Her arms flwe up and clutched his fists on the handle of the knife and he pulled it out, a rough sawing motion and he reached for her shoulder and pushed her face-first across her usband, her blood already pooling on the floor as now the hands went to her own pulsing wound as before they had gone to his,
holding it in, holding in the life.[...]
She knew what they'd done to Sharon Tate.They'd cut out her baby.
And that's what Ray was mumbling about, that and all the other filthy things they did to her, toneless, mild, talking about
cutting her tits off and carving these words in her belly and blood on the walls and that'll give 'em something to think about absolutely, cut out the baby and put it in her lap, wrap the cord around her neck and telling the woman to beg,
beg for her baby and meantime he was stabbing her over and over and god knows how many times she could hear the woman's tiny cries deep in her throat and thumping sounds like melons dropping, heard every impact, she could smell the blood in the air thick as the smell in a butcher shop, she could hear it fall like heavy raindrops on the floor, imagine it flowing pooling toward her feet.
Der eingebildete, von sich selbst überzeugte Ekeltyp Ray ist dermaßen realistisch und detailliert beschrieben, dass es eine helle Freude ist.
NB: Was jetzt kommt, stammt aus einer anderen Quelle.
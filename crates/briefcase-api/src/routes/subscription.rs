use axum::{
    extract::{Query, State},
    Json,
};
use serde::{Deserialize, Serialize};
use std::sync::Arc;
use utoipa::{IntoParams, ToSchema};

use briefcase_billing::SubscriptionStatus;

use crate::{
    error::{ApiError, ApiResult},
    state::AppState,
};

#[derive(Debug, Deserialize, ToSchema)]
#[serde(rename_all = "camelCase")]
pub struct CheckoutRequest {
    pub user_id: String,
    #[serde(default)]
    pub email: Option<String>,
}

#[derive(Debug, Serialize, ToSchema)]
#[serde(rename_all = "camelCase")]
pub struct CheckoutResponse {
    pub session_id: String,
    pub url: Option<String>,
}

#[derive(Debug, Deserialize, IntoParams)]
#[into_params(parameter_in = Query)]
#[serde(rename_all = "camelCase")]
pub struct StatusQuery {
    pub session_id: String,
    /// When given, the session must belong to this user and the verified
    /// status is stored on the user's record
    #[serde(default)]
    pub user_id: Option<String>,
}

#[derive(Debug, Serialize, ToSchema)]
#[serde(rename_all = "camelCase")]
pub struct StatusResponse {
    pub is_subscribed: bool,
    pub session_id: Option<String>,
    #[serde(skip_serializing_if = "Option::is_none")]
    pub subscription_id: Option<String>,
}

impl From<SubscriptionStatus> for StatusResponse {
    fn from(status: SubscriptionStatus) -> Self {
        Self {
            is_subscribed: status.is_subscribed,
            session_id: status.session_id,
            subscription_id: status.subscription_id,
        }
    }
}

#[derive(Debug, Deserialize, ToSchema)]
#[serde(rename_all = "camelCase")]
pub struct CancelRequest {
    pub session_id: String,
    pub user_id: String,
}

#[derive(Debug, Serialize, ToSchema)]
pub struct CancelResponse {
    pub canceled: bool,
}

/// Start a hosted subscription checkout
#[utoipa::path(
    post,
    path = "/api/subscription/checkout",
    request_body = CheckoutRequest,
    responses(
        (status = 200, description = "Checkout session created", body = CheckoutResponse),
        (status = 400, description = "Missing user id"),
        (status = 500, description = "Billing not configured or processor error")
    ),
    tag = "subscription"
)]
pub async fn create_checkout(
    State(state): State<Arc<AppState>>,
    Json(req): Json<CheckoutRequest>,
) -> ApiResult<Json<CheckoutResponse>> {
    if req.user_id.trim().is_empty() {
        return Err(ApiError::Validation("userId must not be empty".to_string()));
    }

    let session = state.billing()?.create_checkout(&req.user_id, req.email).await?;

    Ok(Json(CheckoutResponse {
        session_id: session.id,
        url: session.url,
    }))
}

/// Verify a checkout session with the processor
#[utoipa::path(
    get,
    path = "/api/subscription/status",
    params(StatusQuery),
    responses(
        (status = 200, description = "Verified status", body = StatusResponse),
        (status = 400, description = "Malformed session id"),
        (status = 403, description = "Session belongs to another user")
    ),
    tag = "subscription"
)]
pub async fn subscription_status(
    State(state): State<Arc<AppState>>,
    Query(query): Query<StatusQuery>,
) -> ApiResult<Json<StatusResponse>> {
    let billing = state.billing()?;

    let status = match query.user_id.as_deref().filter(|u| !u.is_empty()) {
        Some(user_id) => {
            let status = billing.verify_for(&query.session_id, user_id).await?;
            state
                .users
                .set_subscription(user_id, status.is_subscribed, status.session_id.clone())
                .await?;
            status
        }
        None => billing.verify(&query.session_id).await?,
    };

    Ok(Json(status.into()))
}

/// Cancel the subscription bought through a session owned by the caller
#[utoipa::path(
    post,
    path = "/api/subscription/cancel",
    request_body = CancelRequest,
    responses(
        (status = 200, description = "Subscription canceled", body = CancelResponse),
        (status = 400, description = "Session has no subscription"),
        (status = 403, description = "Session belongs to another user")
    ),
    tag = "subscription"
)]
pub async fn cancel_subscription(
    State(state): State<Arc<AppState>>,
    Json(req): Json<CancelRequest>,
) -> ApiResult<Json<CancelResponse>> {
    if req.user_id.trim().is_empty() {
        return Err(ApiError::Validation("userId must not be empty".to_string()));
    }

    state.billing()?.cancel(&req.session_id, &req.user_id).await?;
    state
        .users
        .set_subscription(&req.user_id, false, None)
        .await?;

    Ok(Json(CancelResponse { canceled: true }))
}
Es gibt kein Mädchen, das ihm nicht verfallen würde, ständig hat er eine andere. Er feiert Drogenparties und resümiert gedanklich darüber, welches Mädchen er in diesem Raum schon im Bett hatte. Als Katherine, der er verfallen ist und die auch der einzige Mensch ist, der er den Mord von vor vier Jahren gestanden hat, ihm mitteilt, dass sie keine feste Beziehung will und er sie in Ruhe lassen soll, fühlt er sich in seinem Stolz als Mann verletzt. Eines kommt zu anderen, seine Welt bricht Stück für Stück zusammen und der Psychopath in ihm kommt vollends zum Vorschein. Die eitlen Gedanken von Ray sind einfach herrlich beschrieben, man ist als Leser hin und her gerissen zwischen unterhaltendem Amusement und Abscheu vor dem Charakter Ray Pye - Abgründe der menschlichen Seele.
Was mir neben dem stets souveränen Schreibstil noch besonders gefallen hat, ist das "Hinterher" - ähnlich wie in "Off Season". Auch hier geht Ketchum nochmal auf das Schicksal der Protagonisten ein. In diesem Zusammenhang möchte ich hervorheben, dass Ketchum, nicht unähnlich der Handlungsstränge in "Evil" und "Off Season" auch in "The Lost" keine Skrupel hat, seine Figuren sterben zu lassen. Hier regiert die bittere Realität, wer zuckersüße Happy Ends sucht, soll einen anderen Autoren lesen. Das Chaos nimmt zwar irgendwann ein Ende, aber die Verluste, die hingenommen werden mussten, sind groß.
Ich kann nur eine große Empfehlung für dieses Buch aussprechen. Ketchum ist ein Meister der Spannungsliteratur und trotz des harten Tobaks, den er abhandelt, werde ich immer mehr ein Fan von ihm. Dies ist sicher nicht das letzte Buch, was ich von ihm gelesen habe.